SEC to Increase Onsite Advisor Exams

Expect a "significant" increase in onsite exams within the next six months, SEC official Natasha Greiner says.

The Securities and Exchange Commission plans to “significantly” increase onsite exams of advisors within the next six months, Natasha Greiner, deputy director of the SEC’s Division of Examinations, said Thursday.

In 2022, the SEC examined approximately 15% of RIAs.

This exam rate was “achieved despite continued growth” in the RIA industry, Greiner said during a meeting of the SEC’s Investor Advisory Committee. There are now 15,500 SEC-registered RIAs, she said.

“Going forward, as the industry continues to grow and change, maintaining our coverage ratio can only be achieved with sustained investments in human capital and technology resources,” Greiner said.

Under the Consolidated Appropriations Act of 2023, the SEC received $2.2 billion, an increase of $210 million from fiscal year 2022.

Greiner said the funding boost would allow the agency to hire additional staff, many of which will be within the exam division.

SEC Chairman Gary Gensler noted during his opening remarks at the meeting that advisors “play an expansive and expanding role in our markets and in Americans’ lives.”

Investment advisors, Gensler said, “have 53 million separately managed accounts, of which 51 million are individual accounts. They advise hedge funds, mutual funds, money market funds, and other institutional investors. In total, they have more than $125 trillion of assets under management.”

The exam division has “maintained a 15%” exam coverage rate during the past three years of the pandemic, Greiner said.

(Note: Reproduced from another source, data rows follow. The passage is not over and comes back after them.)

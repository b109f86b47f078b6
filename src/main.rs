use clap::Parser;
use stallplan::cli::{args::Args, commands};
use std::process;
use tracing_subscriber::EnvFilter;

fn main() {
    // Default to warnings only; RUST_LOG overrides
    tracing_subscriber::fmt()
        .with_env_filter(
            EnvFilter::try_from_default_env().unwrap_or_else(|_| EnvFilter::new("warn")),
        )
        .with_writer(std::io::stderr)
        .init();

    // Parse command line arguments
    let args = Args::parse();

    // If no subcommand was provided, show help and available commands
    if args.command.is_none() {
        show_help_and_commands();
        process::exit(0);
    }

    match commands::run(args) {
        Ok(()) => process::exit(0),
        Err(error) => {
            eprintln!("Error: {error:#}");
            process::exit(1);
        }
    }
}

/// Show help information and available commands when no subcommand is provided
fn show_help_and_commands() {
    println!("Stallplan - Sow Record Import and Query Tool");
    println!("============================================");
    println!();
    println!("Import semicolon-delimited planner exports into a deduplicated local");
    println!("store and query records grouped by ventil station.");
    println!();
    println!("USAGE:");
    println!("    stallplan <COMMAND> [OPTIONS]");
    println!();
    println!("COMMANDS:");
    println!("    import      Import a planner export into the store");
    println!("    show        List the records assigned to one ventil");
    println!("    lookup      Look up a single record by ear tag number");
    println!("    history     Print the import history");
    println!("    stats       Print store statistics");
    println!("    config      Manage column configuration profiles");
    println!("    clear       Empty the store and the import history");
    println!();
    println!("OPTIONS:");
    println!("    --data-dir <PATH>    Override the application data directory");
    println!("    -h, --help           Show help information");
    println!("    -V, --version        Show version information");
    println!();
    println!("Run 'stallplan <command> --help' for command-specific options.");
}
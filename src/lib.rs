//! Stallplan Library
//!
//! A Rust library for importing breeding-sow records from delimited planner
//! exports (DB Sauenplaner and compatible formats) into a durable local store
//! and serving them grouped by ventil station.
//!
//! This library provides tools for:
//! - Parsing semicolon-delimited exports with quoted, space-padded fields
//! - Mapping raw columns to semantic roles via configurable column profiles
//! - Deriving a traffic-light classification per record with fixed precedence
//! - Merging imports into a deduplicated, retention-bounded store
//! - Serving per-ventil record lists from a wholesale-rebuilt index
//! - Comprehensive error handling and recovery

pub mod config;
pub mod constants;

// Core application modules
pub mod app {
    pub mod models;
    pub mod services {
        pub mod csv_import;
        pub mod serving_index;
        pub mod sow_store;
        pub mod traffic_light;
        pub mod ventil_code;
    }
}

// CLI modules
pub mod cli {
    pub mod args;
    pub mod commands;
}

// Re-export commonly used types
pub use app::models::{ImportResult, SortOrder, SowRecord, TrafficLight};
pub use app::services::sow_store::SowStore;
pub use config::ColumnConfig;

/// Result type alias for stallplan operations
pub type Result<T> = std::result::Result<T, Error>;

/// Comprehensive error types for import and store operations
#[derive(thiserror::Error, Debug)]
pub enum Error {
    /// I/O operation failed
    #[error("I/O error: {message}")]
    Io {
        message: String,
        #[source]
        source: std::io::Error,
    },

    /// Import input file does not exist
    #[error("File not found: {path}")]
    FileNotFound { path: String },

    /// Import input file contains no rows
    #[error("Empty input file: {path}")]
    EmptyInput { path: String },

    /// Import input could not be decoded with the configured encoding
    #[error("Encoding error in file '{path}': not valid {encoding}")]
    Encoding { path: String, encoding: String },

    /// Column configuration error
    #[error("Configuration error: {message}")]
    Configuration { message: String },

    /// Durable store read/write failure
    #[error("Persistence error: {message}")]
    Persistence {
        message: String,
        #[source]
        source: Option<Box<dyn std::error::Error + Send + Sync>>,
    },

    /// Persisted document written by a newer release
    #[error("Unsupported document version {found} (supported up to {supported})")]
    DocumentVersion { found: u32, supported: u32 },
}

impl Error {
    /// Create an I/O error with context
    pub fn io(message: impl Into<String>, source: std::io::Error) -> Self {
        Self::Io {
            message: message.into(),
            source,
        }
    }

    /// Create a file not found error
    pub fn file_not_found(path: impl Into<String>) -> Self {
        Self::FileNotFound { path: path.into() }
    }

    /// Create an empty input error
    pub fn empty_input(path: impl Into<String>) -> Self {
        Self::EmptyInput { path: path.into() }
    }

    /// Create an encoding error
    pub fn encoding(path: impl Into<String>, encoding: impl Into<String>) -> Self {
        Self::Encoding {
            path: path.into(),
            encoding: encoding.into(),
        }
    }

    /// Create a configuration error
    pub fn configuration(message: impl Into<String>) -> Self {
        Self::Configuration {
            message: message.into(),
        }
    }

    /// Create a persistence error without an underlying cause
    pub fn persistence(message: impl Into<String>) -> Self {
        Self::Persistence {
            message: message.into(),
            source: None,
        }
    }

    /// Create a persistence error wrapping an underlying cause
    pub fn persistence_with(
        message: impl Into<String>,
        source: impl std::error::Error + Send + Sync + 'static,
    ) -> Self {
        Self::Persistence {
            message: message.into(),
            source: Some(Box::new(source)),
        }
    }

    /// Create a document version error
    pub fn document_version(found: u32, supported: u32) -> Self {
        Self::DocumentVersion { found, supported }
    }

    /// True for errors that leave the store untouched by contract
    pub fn is_input_error(&self) -> bool {
        matches!(
            self,
            Self::FileNotFound { .. } | Self::EmptyInput { .. } | Self::Encoding { .. }
        )
    }
}

// Automatic conversions from common error types
impl From<std::io::Error> for Error {
    fn from(error: std::io::Error) -> Self {
        Self::Io {
            message: "I/O operation failed".to_string(),
            source: error,
        }
    }
}

impl From<serde_json::Error> for Error {
    fn from(error: serde_json::Error) -> Self {
        Self::Persistence {
            message: "JSON serialization failed".to_string(),
            source: Some(Box::new(error)),
        }
    }
}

In March 2020, the agency “shifted to primarily exams where we don’t go onsite, and we were able to maintain our coverage amount during those years,” Greiner said.

Exam staff, she continued, “will be returning back to the office at the end of March, so with that being said, we’ve already started conducting onsite exams … and we plan to continue to increase our onsite presence.”

Said Greiner: “You’ll see a bit of a hybrid” approach to exams, but there will also be a “likely significant increase in onsite presence in the next six months as we transition back to the office.”

Michael Canning, principal and founder of the LXR Group in Washington and a former director of government affairs at the North American Securities Administrators Association, told ThinkAdvisor Thursday in an email that the SEC’s 15% annual exam rate of advisors “is clearly too low.”

The SEC exam division “has done its best to keep pace, including through technology and efficiencies, but the agency is struggling to keep pace, today’s IAC meeting reinforced that impression,” Canning said.

Exactly how to increase RIA exams “is much trickier than it appears,” Canning opined.